# Inserting a pic from a URL...changed?



## Uriel (Oct 14, 2008)

my display settings are the same as always but when i insert a poic from a URL in a post it doesnt displainserted - just a link shows??


----------



## Mighty Sparrow (Apr 10, 2011)

Try unticking this bit below..........

__Retrieve remote file and reference locally


----------



## Uriel (Oct 14, 2008)

Mighty Sparrow said:


> Try unticking this bit below..........
> 
> __Retrieve remote file and reference locally


well that didnt work

i insert linked pics the same way i always have with the same settings and its fuked now FFS


----------



## Ginger Ben (Oct 5, 2010)

Uriel said:


> well that didnt work
> 
> i insert linked pics the same way i always have with the same settings and its fuked now FFS


Me too. Doesn't work from a file on your pc either.


----------



## Breda (May 2, 2011)

The whole system is fcuked at the minute I can't even change my avi


----------



## Uriel (Oct 14, 2008)

Ginger Ben said:


> Me too. Doesn't work from a file on your pc either.

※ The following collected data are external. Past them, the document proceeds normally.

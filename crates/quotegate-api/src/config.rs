// Server configuration loaded from environment variables.
// Decision: Plain env vars (optionally from .env), no config files
// Decision: Every loader takes a lookup function so tests never touch the process env

use std::net::SocketAddr;
use std::str::FromStr;
use std::time::Duration;

use thiserror::Error;

const MAX_UPSTREAM_TIMEOUT_SECS: u64 = 10 * 60;

/// Configuration loading error
#[derive(Debug, Error, PartialEq, Eq)]
pub enum ConfigError {
    #[error("{name} has an invalid value: {value:?}")]
    InvalidValue { name: &'static str, value: String },
}

/// Read a variable, treating empty strings as unset
pub(crate) fn non_empty<F>(lookup: &F, name: &str) -> Option<String>
where
    F: Fn(&str) -> Option<String>,
{
    lookup(name).filter(|v| !v.trim().is_empty())
}

/// Parse a variable with `FromStr`, falling back to `default` when unset
pub(crate) fn parse_or<F, T>(lookup: &F, name: &'static str, default: T) -> Result<T, ConfigError>
where
    F: Fn(&str) -> Option<String>,
    T: FromStr,
{
    match non_empty(lookup, name) {
        Some(value) => value
            .trim()
            .parse()
            .map_err(|_| ConfigError::InvalidValue { name, value }),
        None => Ok(default),
    }
}

/// Parse a whole number of seconds in `1..=max_secs`, falling back to `default` when unset
pub(crate) fn duration_secs_or<F>(
    lookup: &F,
    name: &'static str,
    default: Duration,
    max_secs: u64,
) -> Result<Duration, ConfigError>
where
    F: Fn(&str) -> Option<String>,
{
    let secs = parse_or(lookup, name, default.as_secs())?;
    if secs == 0 || secs > max_secs {
        return Err(ConfigError::InvalidValue {
            name,
            value: secs.to_string(),
        });
    }
    Ok(Duration::from_secs(secs))
}

/// Parse a boolean flag ("true"/"1"/"yes" or "false"/"0"/"no", case-insensitive)
pub(crate) fn flag_or<F>(lookup: &F, name: &'static str, default: bool) -> Result<bool, ConfigError>
where
    F: Fn(&str) -> Option<String>,
{
    match non_empty(lookup, name) {
        Some(value) => match value.trim().to_lowercase().as_str() {
            "true" | "1" | "yes" => Ok(true),
            "false" | "0" | "no" => Ok(false),
            _ => Err(ConfigError::InvalidValue { name, value }),
        },
        None => Ok(default),
    }
}

/// Process-level settings: listener, CORS and upstream clients
#[derive(Debug, Clone)]
pub struct ServerConfig {
    /// Address the HTTP listener binds to
    pub bind_addr: SocketAddr,
    /// Allowed CORS origins; empty means any origin
    pub cors_origins: Vec<String>,
    /// Timeout applied to every outbound HTTP call
    pub upstream_timeout: Duration,
    /// Base URL of the Yahoo Finance API
    pub yahoo_base_url: String,
}

impl Default for ServerConfig {
    fn default() -> Self {
        Self {
            bind_addr: SocketAddr::from(([0, 0, 0, 0], 8080)),
            cors_origins: Vec::new(),
            upstream_timeout: Duration::from_secs(10),
            yahoo_base_url: quotegate_core::yahoo::DEFAULT_BASE_URL.to_string(),
        }
    }
}

impl ServerConfig {
    /// Load configuration from environment variables
    pub fn from_env() -> Result<Self, ConfigError> {
        Self::from_vars(|name| std::env::var(name).ok())
    }

    pub fn from_vars<F>(lookup: F) -> Result<Self, ConfigError>
    where
        F: Fn(&str) -> Option<String>,
    {
        let defaults = Self::default();

        let bind_addr = parse_or(&lookup, "BIND_ADDR", defaults.bind_addr)?;

        // Example: CORS_ALLOWED_ORIGINS="https://app.example.com,https://admin.example.com"
        let cors_origins = non_empty(&lookup, "CORS_ALLOWED_ORIGINS")
            .map(|s| {
                s.split(',')
                    .map(|s| s.trim().to_string())
                    .filter(|s| !s.is_empty())
                    .collect()
            })
            .unwrap_or_default();

        let upstream_timeout = duration_secs_or(
            &lookup,
            "UPSTREAM_TIMEOUT_SECS",
            defaults.upstream_timeout,
            MAX_UPSTREAM_TIMEOUT_SECS,
        )?;

        let yahoo_base_url =
            non_empty(&lookup, "YAHOO_FINANCE_BASE_URL").unwrap_or(defaults.yahoo_base_url);

        Ok(Self {
            bind_addr,
            cors_origins,
            upstream_timeout,
            yahoo_base_url,
        })
    }
}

inserting small images seems to work then beyond a certain size then just the hyperlink inserts

same from desk top........


----------



## Uriel (Oct 14, 2008)

have u changed avatars recently too???

they are tiny now.....150 x 150

mine was about 8kb before it would load


----------



## Lorian (Apr 9, 2003)

This should now be fixed.

Let me know if you still have an issue.


----------